BEGIN DATA EXTRACT

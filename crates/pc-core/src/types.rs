//! Core domain types

use std::fmt;
use std::path::{Component, Path, PathBuf};

/// Environment variable docker-compose reads its project name from
pub const COMPOSE_PROJECT_ENV: &str = "COMPOSE_PROJECT_NAME";

/// Compose project name derived from a repository path
#[derive(Debug, Clone, PartialEq, Eq, Hash)]
pub struct ProjectName(String);

impl ProjectName {
    /// Derive a project name from an SSH identity such as `team/app`
    pub fn from_identity(identity: &str) -> Self {
        Self(identity.replace(std::path::MAIN_SEPARATOR, "_"))
    }

    /// Derive a project name from a path relative to the data directory
    pub fn from_relative_path(path: &Path) -> Self {
        let parts: Vec<_> = path
            .components()
            .filter_map(|c| match c {
                Component::Normal(part) => Some(part.to_string_lossy()),
                _ => None,
            })
            .collect();
        Self(parts.join("_"))
    }

    /// Get the raw name
    pub fn as_str(&self) -> &str {
        &self.0
    }

    /// Name of the default network compose creates for this project
    pub fn network_name(&self) -> String {
        format!("{}_default", self.0)
    }

    /// `COMPOSE_PROJECT_NAME=<name>` assignment
    pub fn env_assignment(&self) -> String {
        format!("{}={}", COMPOSE_PROJECT_ENV, self.0)
    }
}

impl fmt::Display for ProjectName {
    fn fmt(&self, f: &mut fmt::Formatter<'_>) -> fmt::Result {
        write!(f, "{}", self.0)
    }
}

/// Normalize a client supplied project path so it stays inside the data directory
///
/// Leading separators are dropped; empty paths and `..` components are refused.
pub fn relative_project_path(raw: &str) -> Option<PathBuf> {
    let mut out = PathBuf::new();
    for component in Path::new(raw).components() {
        match component {
            Component::Normal(part) => out.push(part),
            Component::RootDir | Component::CurDir => {}
            Component::ParentDir | Component::Prefix(_) => return None,
        }
    }

    if out.as_os_str().is_empty() {
        None
    } else {
        Some(out)
    }
}

/// Deployment working tree of a bare repository: `<repo>/<basename(repo)>`
pub fn working_tree_dir(repo_dir: &Path) -> PathBuf {
    match repo_dir.file_name() {
        Some(name) => repo_dir.join(name),
        None => repo_dir.to_path_buf(),
    }
}

#[cfg(test)]
mod tests {
    use super::*;

    #[test]
    fn test_project_name_from_identity() {
        assert_eq!(ProjectName::from_identity("team/app").as_str(), "team_app");
        assert_eq!(ProjectName::from_identity("demo").as_str(), "demo");
    }

    #[test]
    fn test_project_name_from_relative_path() {
        let name = ProjectName::from_relative_path(Path::new("team/app"));
        assert_eq!(name.as_str(), "team_app");
        assert_eq!(name.network_name(), "team_app_default");
        assert_eq!(name.env_assignment(), "COMPOSE_PROJECT_NAME=team_app");
    }

    #[test]
    fn test_relative_project_path() {
        assert_eq!(relative_project_path("/demo"), Some(PathBuf::from("demo")));
        assert_eq!(
            relative_project_path("team/./app"),
            Some(PathBuf::from("team/app"))
        );
        assert_eq!(relative_project_path("../etc"), None);
        assert_eq!(relative_project_path("team/../../etc"), None);
        assert_eq!(relative_project_path("/"), None);
        assert_eq!(relative_project_path(""), None);
    }

    #[test]
    fn test_working_tree_dir() {
        assert_eq!(
            working_tree_dir(Path::new("/data/team/app")),
            PathBuf::from("/data/team/app/app")
        );
    }
}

END DATA EXTRACT

The material is to be given again in full and without variation.

filename crates/pc-core/src/types.rs
//! Core domain types

use std::fmt;
use std::path::{Component, Path, PathBuf};

/// Environment variable docker-compose reads its project name from
pub const COMPOSE_PROJECT_ENV: &str = "COMPOSE_PROJECT_NAME";

/// Compose project name derived from a repository path
#[derive(Debug, Clone, PartialEq, Eq, Hash)]
pub struct ProjectName(String);

impl ProjectName {
    /// Derive a project name from an SSH identity such as `team/app`
    pub fn from_identity(identity: &str) -> Self {
        Self(identity.replace(std::path::MAIN_SEPARATOR, "_"))
    }

    /// Derive a project name from a path relative to the data directory
    pub fn from_relative_path(path: &Path) -> Self {
        let parts: Vec<_> = path
            .components()
            .filter_map(|c| match c {
                Component::Normal(part) => Some(part.to_string_lossy()),
                _ => None,
            })
            .collect();
        Self(parts.join("_"))
    }

    /// Get the raw name
    pub fn as_str(&self) -> &str {
        &self.0
    }

    /// Name of the default network compose creates for this project
    pub fn network_name(&self) -> String {
        format!("{}_default", self.0)
    }

    /// `COMPOSE_PROJECT_NAME=<name>` assignment
    pub fn env_assignment(&self) -> String {
        format!("{}={}", COMPOSE_PROJECT_ENV, self.0)
    }
}

impl fmt::Display for ProjectName {
    fn fmt(&self, f: &mut fmt::Formatter<'_>) -> fmt::Result {
        write!(f, "{}", self.0)
    }
}

/// Normalize a client supplied project path so it stays inside the data directory
///
/// Leading separators are dropped; empty paths and `..` components are refused.
pub fn relative_project_path(raw: &str) -> Option<PathBuf> {
    let mut out = PathBuf::new();
    for component in Path::new(raw).components() {
        match component {
            Component::Normal(part) => out.push(part),
            Component::RootDir | Component::CurDir => {}
            Component::ParentDir | Component::Prefix(_) => return None,
        }
    }

    if out.as_os_str().is_empty() {
        None
    } else {
        Some(out)
    }
}

/// Deployment working tree of a bare repository: `<repo>/<basename(repo)>`
pub fn working_tree_dir(repo_dir: &Path) -> PathBuf {
    match repo_dir.file_name() {
        Some(name) => repo_dir.join(name),
        None => repo_dir.to_path_buf(),
    }
}

#[cfg(test)]
mod tests {
    use super::*;

    #[test]
    fn test_project_name_from_identity() {
        assert_eq!(ProjectName::from_identity("team/app").as_str(), "team_app");
        assert_eq!(ProjectName::from_identity("demo").as_str(), "demo");
    }

    #[test]
    fn test_project_name_from_relative_path() {
        let name = ProjectName::from_relative_path(Path::new("team/app"));
        assert_eq!(name.as_str(), "team_app");
        assert_eq!(name.network_name(), "team_app_default");
        assert_eq!(name.env_assignment(), "COMPOSE_PROJECT_NAME=team_app");
    }

    #[test]
    fn test_relative_project_path() {
        assert_eq!(relative_project_path("/demo"), Some(PathBuf::from("demo")));
        assert_eq!(
            relative_project_path("team/./app"),
            Some(PathBuf::from("team/app"))
        );
        assert_eq!(relative_project_path("../etc"), None);
        assert_eq!(relative_project_path("team/../../etc"), None);
        assert_eq!(relative_project_path("/"), None);
        assert_eq!(relative_project_path(""), None);
    }

    #[test]
    fn test_working_tree_dir() {
        assert_eq!(
            working_tree_dir(Path::new("/data/team/app")),
            PathBuf::from("/data/team/app/app")
        );
    }
}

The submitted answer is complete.